We hold records on 48 million drivers and 40 million licensed vehicles.
This personal and non-personal information is held on a variety of databases and information stores, together with systems that support legal, correspondence, customer service, marketing, personnel, policy and related areas.
How our information is managed
We manage, maintain and protect all information according to legislation, DVLA policies and best practices.
We have security measures in place to maintain and safeguard the confidentiality, integrity and availability of our systems and data. We know how important it is to protect customers’ privacy and to comply with the Data Protection Act 1998 (DPA).
If we ask customers for personal information we will:
- let them know why we need it
- only ask for what we need, and not collect excessive or irrelevant information
- make sure nobody has access to it who shouldn’t
- let customers know if we share it with other organisations in order to give customers better public services, and whether customers can say no
- only keep it for as long as we need to
- not make it available for commercial use without your permission
In return, to help us keep your information reliable and up to date, we ask customers to:
- give us accurate information
- tell us as soon as possible of any changes, such as new address
All information is stored, processed and communicated in a secure manner making it readily available to authorised users.
These fall under 4 main categories:
You can find out if we hold any personal information about you by making a ‘subject access request’ under the DPA. If we do hold information about you we will:
- give you a description of it
- tell you why we are holding it
- tell you who it could be disclosed to
- let you have a copy of the information in an intelligible form
We handle all information in a manner that respects the rights of individuals which complies with data protection.
The DPA regulates the information held on individuals by DVLA and enables individuals to access this information.
Further details can be obtained from the Information Commissioner’s Office (ICO) website.
The Freedom of Information Act 2000 (FOI) enables the public to have access to unpublished information from a public body subject to certain conditions. DVLA has a publication scheme which provides an overview of the information that is available to access.
Some of the non-personal information is available for commercial re-use or academic research. This re-use is strictly controlled under the Information Fair Trader Scheme (IFTS). IFTS is the best practice model for public sector bodies wishing to demonstrate compliance with the Re-use of Public Sector Information Regulations 2005.
IFTS ensures that re-users of public sector information can be confident that they will be treated reasonably and fairly by public sector information providers and that information released meets with legislative requirements and best practice. The main themes are improving transparency, fairness and consistency of approach.

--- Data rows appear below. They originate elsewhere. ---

//! Paged entity table shared between snapshots.
//!
//! Slots are addressed by [`EntityId::index`]. Pages are reference counted:
//! cloning a table is proportional to the number of pages, and a builder
//! copies a page only on the first write that touches it.

use std::sync::Arc;

use crate::entity::Entity;
use crate::id::EntityId;

type Page = Vec<Option<Entity>>;

#[derive(Clone, Debug)]
pub(crate) struct EntityTable {
    pages: Vec<Arc<Page>>,
    page_size: usize,
    live: usize,
}

impl EntityTable {
    pub(crate) fn new(page_size: usize) -> Self {
        Self {
            pages: Vec::new(),
            page_size: page_size.max(1),
            live: 0,
        }
    }

    fn locate(&self, id: EntityId) -> (usize, usize) {
        let index = id.index();
        (index / self.page_size, index % self.page_size)
    }

    pub(crate) fn get(&self, id: EntityId) -> Option<&Entity> {
        let (page, slot) = self.locate(id);
        self.pages.get(page)?.get(slot)?.as_ref()
    }

    pub(crate) fn contains(&self, id: EntityId) -> bool {
        self.get(id).is_some()
    }

    /// Stores `entity` in its slot, returning the previous occupant.
    pub(crate) fn put(&mut self, entity: Entity) -> Option<Entity> {
        let (page, slot) = self.locate(entity.id());
        while self.pages.len() <= page {
            self.pages.push(Arc::new(vec![None; self.page_size]));
        }
        let previous = Arc::make_mut(&mut self.pages[page])[slot].replace(entity);
        if previous.is_none() {
            self.live += 1;
        }
        previous
    }

    pub(crate) fn remove(&mut self, id: EntityId) -> Option<Entity> {
        let (page, slot) = self.locate(id);
        let page = self.pages.get_mut(page)?;
        page.get(slot)?.as_ref()?;
        let removed = Arc::make_mut(page)[slot].take();
        if removed.is_some() {
            self.live -= 1;
        }
        removed
    }

    pub(crate) fn len(&self) -> usize {
        self.live
    }

    /// Live entities in id order.
    pub(crate) fn iter(&self) -> impl Iterator<Item = &Entity> {
        self.pages
            .iter()
            .flat_map(|page| page.iter().filter_map(Option::as_ref))
    }

    /// Number of pages physically shared with `other`.
    #[cfg(test)]
    pub(crate) fn shared_pages(&self, other: &EntityTable) -> usize {
        self.pages
            .iter()
            .zip(&other.pages)
            .filter(|(a, b)| Arc::ptr_eq(a, b))
            .count()
    }
}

Further details can be obtained from the Office of Public Sector Information (OPSI) website.
The records management policy provides the structure to managing the whole information cycle. DVLA’s records management team work to guidance issued by The National Archives (TNA).
Intellectual property rights (IPR)
Intellectual property rights (IPR) protect the people who create information which is seen as having value either to the individual or in the commercial world. IPR is regulated by a number of pieces of legislation in the United Kingdom (UK) and most major countries in the world and includes copyright, patents, database rights, trademarks and designs (both registered and unregistered). In the case of DVLA, IPR protection is most usually seen in Crown Copyright of the printed work.
All the information created and held by DVLA falls under Crown Copyright. This is managed under delegated powers given by the OPSI and complies with the Copyright, Designs and Patents Act 1988.
Further information can be obtained from the OPSI website.
When we share information
Data sharing protocols and procedures are in place that allows the safe sharing of information.
A data sharing policy has been published to ensure that all staff handling data follow the correct protocols and receive appropriate training about data protection. This policy supports DVLA’s objectives and those of wider government bodies, and protects privacy rights of all individuals.
We are committed to providing the best and most efficient service to our customers. We may share personal information within our organisation or with other bodies where it would not be inconsistent with the purposes for which we collected it, and/or where we are required or permitted to do so by law.
There are some cases where we can pass on your information without telling you, for example to prevent and detect crime or to produce anonymised statistics. In all cases - whether data is shared internally or externally - DVLA will act in accordance with the DPA and other relevant legislation.
Making a formal complaint
If you’ve tried to resolve matters with the department you’ve been dealing with and you’re not happy with the outcome, write to our complaints team telling them your concerns.
If you haven’t tried to resolve the issue before writing to our complaints team, we’ll get the relevant department to reply to you.